Task: Would you copy each line of the data below that has "MyPlugin"?

[Items from a dataset]
-.-.-
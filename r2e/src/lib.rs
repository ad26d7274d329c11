//! R2E — a Quarkus-like ergonomic layer over Axum.
//!
//! This facade crate re-exports the core runtime and proc macros through a
//! single dependency with feature flags. Import everything you need with:
//!
//! ```ignore
//! use r2e::prelude::*;
//! ```
//!
//! # Feature flags
//!
//! | Feature      | Default | Effect                |
//! |--------------|---------|-----------------------|
//! | `ws`         | no      | `r2e-core/ws`         |
//! | `multipart`  | no      | `r2e-core/multipart`  |
//! | `validation` | no      | `r2e-core/validation` |
//! | `dev-reload` | no      | `r2e-core/dev-reload` |
//! | `full`       | no      | `ws` + `multipart`    |

// Re-exported as public modules so the proc macros can resolve
// `r2e::r2e_core` / `r2e::r2e_macros` / etc. via `proc-macro-crate`, the same
// way they resolve `r2e_core` / `r2e_macros` when used directly.
pub extern crate r2e_core;
pub extern crate r2e_events;
pub extern crate r2e_macros;
pub extern crate r2e_scheduler;
pub extern crate r2e_utils;

pub use r2e_core::*;

/// Unified prelude — import everything with `use r2e::prelude::*`.
pub mod prelude {
    pub use r2e_core::prelude::*;
}
//! Plugin system for R2E.
//!
//! Plugins are composable units of functionality that can be installed into an
//! [`AppBuilder`] using the `.with(plugin)` method.
//!
//! # Two plugin traits
//!
//! - [`Plugin`]: For plugins that don't provide beans (most common). Works in
//!   the post-state phase, after `build_state()`.
//! - [`PreStatePlugin`]: For plugins that provide beans (like Scheduler).
//!   Works in the pre-state phase, before `build_state()`.
//!
//! Both traits use the same `.with(plugin)` method on `AppBuilder`.

use crate::builder::{AppBuilder, NoState};
use crate::type_list::{TAppend, TCons, TNil};
use std::any::Any;
use tokio_util::sync::CancellationToken;

// ── Post-state Plugin trait ────────────────────────────────────────────────

/// A composable unit of functionality that can be installed into an [`AppBuilder`].
///
/// Plugins are installed after `build_state()` is called. They can:
/// - Add layers to the router
/// - Register routes
/// - Register startup/shutdown hooks
///
/// For plugins that need to provide beans (like Scheduler), use [`PreStatePlugin`]
/// instead.
///
/// # Example
///
/// ```ignore
/// use r2e_core::Plugin;
///
/// pub struct Health;
///
/// impl Plugin for Health {
///     fn install<T: Clone + Send + Sync + 'static>(self, app: AppBuilder<T>) -> AppBuilder<T> {
///         app.register_routes(Router::new().route("/health", get(|| async { "OK" })))
///     }
/// }
/// ```
pub trait Plugin: Send + 'static {
    /// Install this plugin into the given `AppBuilder`, returning the modified builder.
    fn install<T: Clone + Send + Sync + 'static>(self, app: AppBuilder<T>) -> AppBuilder<T>;

    /// Whether this plugin should be installed last in the layer stack.
    ///
    /// Plugins like `NormalizePath` need to be the outermost layer (installed last)
    /// to work correctly. When `should_be_last()` returns `true`, the builder will
    /// warn if other plugins are added after this one.
    fn should_be_last() -> bool
    where
        Self: Sized,
    {
        false
    }

    /// The name of this plugin (for diagnostics).
    fn name() -> &'static str
    where
        Self: Sized,
    {
        std::any::type_name::<Self>()
    }
}

// ── Pre-state Plugin trait ─────────────────────────────────────────────────

/// A plugin that runs in the pre-state phase and provides beans.
///
/// Pre-state plugins are installed before `build_state()` is called. They can:
/// - Provide bean instances to the bean registry
/// - Register deferred actions (like scheduler setup) that execute after state resolution
///
/// The `Provided` associated type specifies the bean type this plugin provides,
/// which becomes available for injection via `#[inject]`.
///
/// # Example
///
/// ```ignore
/// use r2e_core::{PreStatePlugin, DeferredAction};
/// use tokio_util::sync::CancellationToken;
///
/// pub struct Scheduler;
///
/// impl PreStatePlugin for Scheduler {
///     type Provided = CancellationToken;
///
///     fn install<P>(self, app: AppBuilder<NoState, P>) -> AppBuilder<NoState, TCons<Self::Provided, P>> {
///         let token = CancellationToken::new();
///         app.provide(token.clone()).add_deferred(DeferredAction::new("Scheduler", move |ctx| {
///             // ... setup ...
///         }))
///     }
/// }
/// ```
pub trait PreStatePlugin: Send + 'static {
    /// The type this plugin provides to the bean registry.
    type Provided: Clone + Send + Sync + 'static;

    /// Install the plugin in the pre-state phase.
    ///
    /// The implementation should:
    /// 1. Create the provided instance
    /// 2. Call `app.provide(instance)` to register it
    /// 3. Optionally call `app.add_deferred()` for post-state setup
    fn install<P>(self, app: AppBuilder<NoState, P>) -> AppBuilder<NoState, TCons<Self::Provided, P>>;
}

// ── General pre-state plugin trait ─────────────────────────────────────────

/// The general form of [`PreStatePlugin`], for plugins that provide more than
/// one bean type or themselves depend on something already provided.
///
/// `.plugin()`/`.with_plugin()` on [`AppBuilder`] accept any `RawPreStatePlugin`,
/// so a plugin only needs this trait directly when a single `Provided` type
/// isn't enough to describe what it contributes — e.g. a scheduler plugin
/// that provides both a `CancellationToken` and a job registry. Every
/// [`PreStatePlugin`] already implements this via the blanket impl below.
pub trait RawPreStatePlugin: Send + 'static {
    /// The types this plugin adds to the provided list.
    type Provisions;

    /// The types this plugin itself requires to already be provided.
    type Required;

    /// Install the plugin in the pre-state phase.
    fn install<P, R>(
        self,
        app: AppBuilder<NoState, P, R>,
    ) -> AppBuilder<NoState, <P as TAppend<Self::Provisions>>::Output, <R as TAppend<Self::Required>>::Output>
    where
        P: TAppend<Self::Provisions>,
        R: TAppend<Self::Required>;
}

impl<T: PreStatePlugin> RawPreStatePlugin for T {
    type Provisions = TCons<T::Provided, TNil>;
    type Required = TNil;

    fn install<P, R>(
        self,
        app: AppBuilder<NoState, P, R>,
    ) -> AppBuilder<NoState, <P as TAppend<Self::Provisions>>::Output, <R as TAppend<Self::Required>>::Output>
    where
        P: TAppend<Self::Provisions>,
        R: TAppend<Self::Required>,
    {
        let app: AppBuilder<NoState, P> = app.with_updated_types();
        let installed = PreStatePlugin::install(self, app);
        installed.with_updated_types()
    }
}

// ── Deferred action system ─────────────────────────────────────────────────

/// A deferred action that runs after state resolution.
///
/// This is the mechanism for plugins that need to run setup code after
/// `build_state()` is called. Each action is a closure that receives a
/// `DeferredContext` providing access to builder internals.
///
/// # Example
///
/// ```ignore
/// impl PreStatePlugin for MyPlugin {
///     type Provided = MyToken;
///
///     fn install<P>(self, app: AppBuilder<NoState, P>) -> AppBuilder<NoState, TCons<Self::Provided, P>> {
///         let token = MyToken::new();
///         let handle = MyHandle::new(token.clone());
///
///         app.provide(token).add_deferred(DeferredAction::new("MyPlugin", move |ctx| {
///             ctx.add_layer(Box::new(move |router| router.layer(Extension(handle))));
///             ctx.on_shutdown(|| { /* cleanup */ });
///         }))
///     }
/// }
/// ```
pub struct DeferredAction {
    /// Name of the action (for debugging/logging).
    pub name: &'static str,
    /// The action to execute.
    pub action: Box<dyn FnOnce(&mut DeferredContext) + Send>,
}

impl DeferredAction {
    /// Create a new deferred action.
    pub fn new<F>(name: &'static str, action: F) -> Self
    where
        F: FnOnce(&mut DeferredContext) + Send + 'static,
    {
        Self {
            name,
            action: Box::new(action),
        }
    }
}

/// Context for executing a deferred action.
///
/// Provides access to builder internals that deferred actions may need to modify.
pub struct DeferredContext<'a> {
    /// Layers to apply to the router.
    pub(crate) layers: &'a mut Vec<Box<dyn FnOnce(crate::http::Router) -> crate::http::Router + Send>>,
    /// Plugin data storage.
    pub(crate) plugin_data: &'a mut std::collections::HashMap<std::any::TypeId, Box<dyn Any + Send + Sync>>,
    /// Serve hooks (called when server starts).
    pub(crate) serve_hooks: &'a mut Vec<Box<dyn FnOnce(Vec<Box<dyn Any + Send>>, CancellationToken) + Send>>,
    /// Shutdown hooks from plugins.
    pub(crate) shutdown_hooks: &'a mut Vec<Box<dyn FnOnce() + Send>>,
}

impl DeferredContext<'_> {
    /// Add a layer to the router.
    pub fn add_layer(&mut self, layer: Box<dyn FnOnce(crate::http::Router) -> crate::http::Router + Send>) {
        self.layers.push(layer);
    }

    /// Store plugin-specific data for later retrieval.
    ///
    /// Plugins can store arbitrary data keyed by type. This data persists
    /// through the builder lifecycle and can be retrieved during controller
    /// registration or serve hooks.
    pub fn store_data<D: Any + Send + Sync + 'static>(&mut self, data: D) {
        self.plugin_data.insert(std::any::TypeId::of::<D>(), Box::new(data));
    }

    /// Add a serve hook that runs when the server starts.
    ///
    /// The hook receives:
    /// - `tasks`: Type-erased task definitions collected during controller registration
    /// - `token`: A cancellation token (unused by the builder, but passed for consistency)
    pub fn on_serve<F>(&mut self, hook: F)
    where
        F: FnOnce(Vec<Box<dyn Any + Send>>, CancellationToken) + Send + 'static,
    {
        self.serve_hooks.push(Box::new(hook));
    }

    /// Add a shutdown hook that runs when the server stops.
    pub fn on_shutdown<F>(&mut self, hook: F)
    where
        F: FnOnce() + Send + 'static,
    {
        self.shutdown_hooks.push(Box::new(hook));
    }
}

// ── Legacy types (deprecated) ──────────────────────────────────────────────

/// A type-erased deferred plugin that can be installed after state resolution.
///
/// # Deprecated
///
/// Use [`DeferredAction`] instead.
#[deprecated(since = "0.2.0", note = "Use DeferredAction instead")]
#[allow(deprecated)]
pub struct DeferredPlugin {
    /// The plugin's setup data, type-erased.
    pub data: Box<dyn Any + Send>,
    /// The installer function.
    pub installer: Box<dyn DeferredPluginInstaller>,
}

#[allow(deprecated)]
impl DeferredPlugin {
    /// Create a new deferred plugin.
    pub fn new<D: Send + 'static, I: DeferredPluginInstaller + 'static>(
        data: D,
        installer: I,
    ) -> Self {
        Self {
            data: Box::new(data),
            installer: Box::new(installer),
        }
    }
}

/// Trait for installing a deferred plugin into a typed builder.
///
/// # Deprecated
///
/// Use [`DeferredAction`] instead.
#[deprecated(since = "0.2.0", note = "Use DeferredAction instead")]
#[allow(deprecated)]
pub trait DeferredPluginInstaller: Send {
    /// Install the plugin using the provided data and context.
    fn install(
        &self,
        data: Box<dyn Any + Send>,
        ctx: &mut dyn DeferredInstallContext,
    );
}

/// Context for installing a deferred plugin.
///
/// # Deprecated
///
/// Use [`DeferredContext`] instead.
#[deprecated(since = "0.2.0", note = "Use DeferredContext instead")]
pub trait DeferredInstallContext {
    /// Add a layer to the router.
    fn add_layer(&mut self, layer: Box<dyn FnOnce(crate::http::Router) -> crate::http::Router + Send>);

    /// Store plugin-specific data for later retrieval.
    fn store_plugin_data(&mut self, data: Box<dyn Any + Send + Sync>);

    /// Add a serve hook that runs when the server starts.
    fn add_serve_hook(
        &mut self,
        hook: Box<dyn FnOnce(Vec<Box<dyn Any + Send>>, CancellationToken) + Send>,
    );

    /// Add a shutdown hook that runs when the server stops.
    fn add_shutdown_hook(&mut self, hook: Box<dyn FnOnce() + Send>);
}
-.-.-
Problem solution:
/// impl PreStatePlugin for MyPlugin {
///         app.provide(token).add_deferred(DeferredAction::new("MyPlugin", move |ctx| {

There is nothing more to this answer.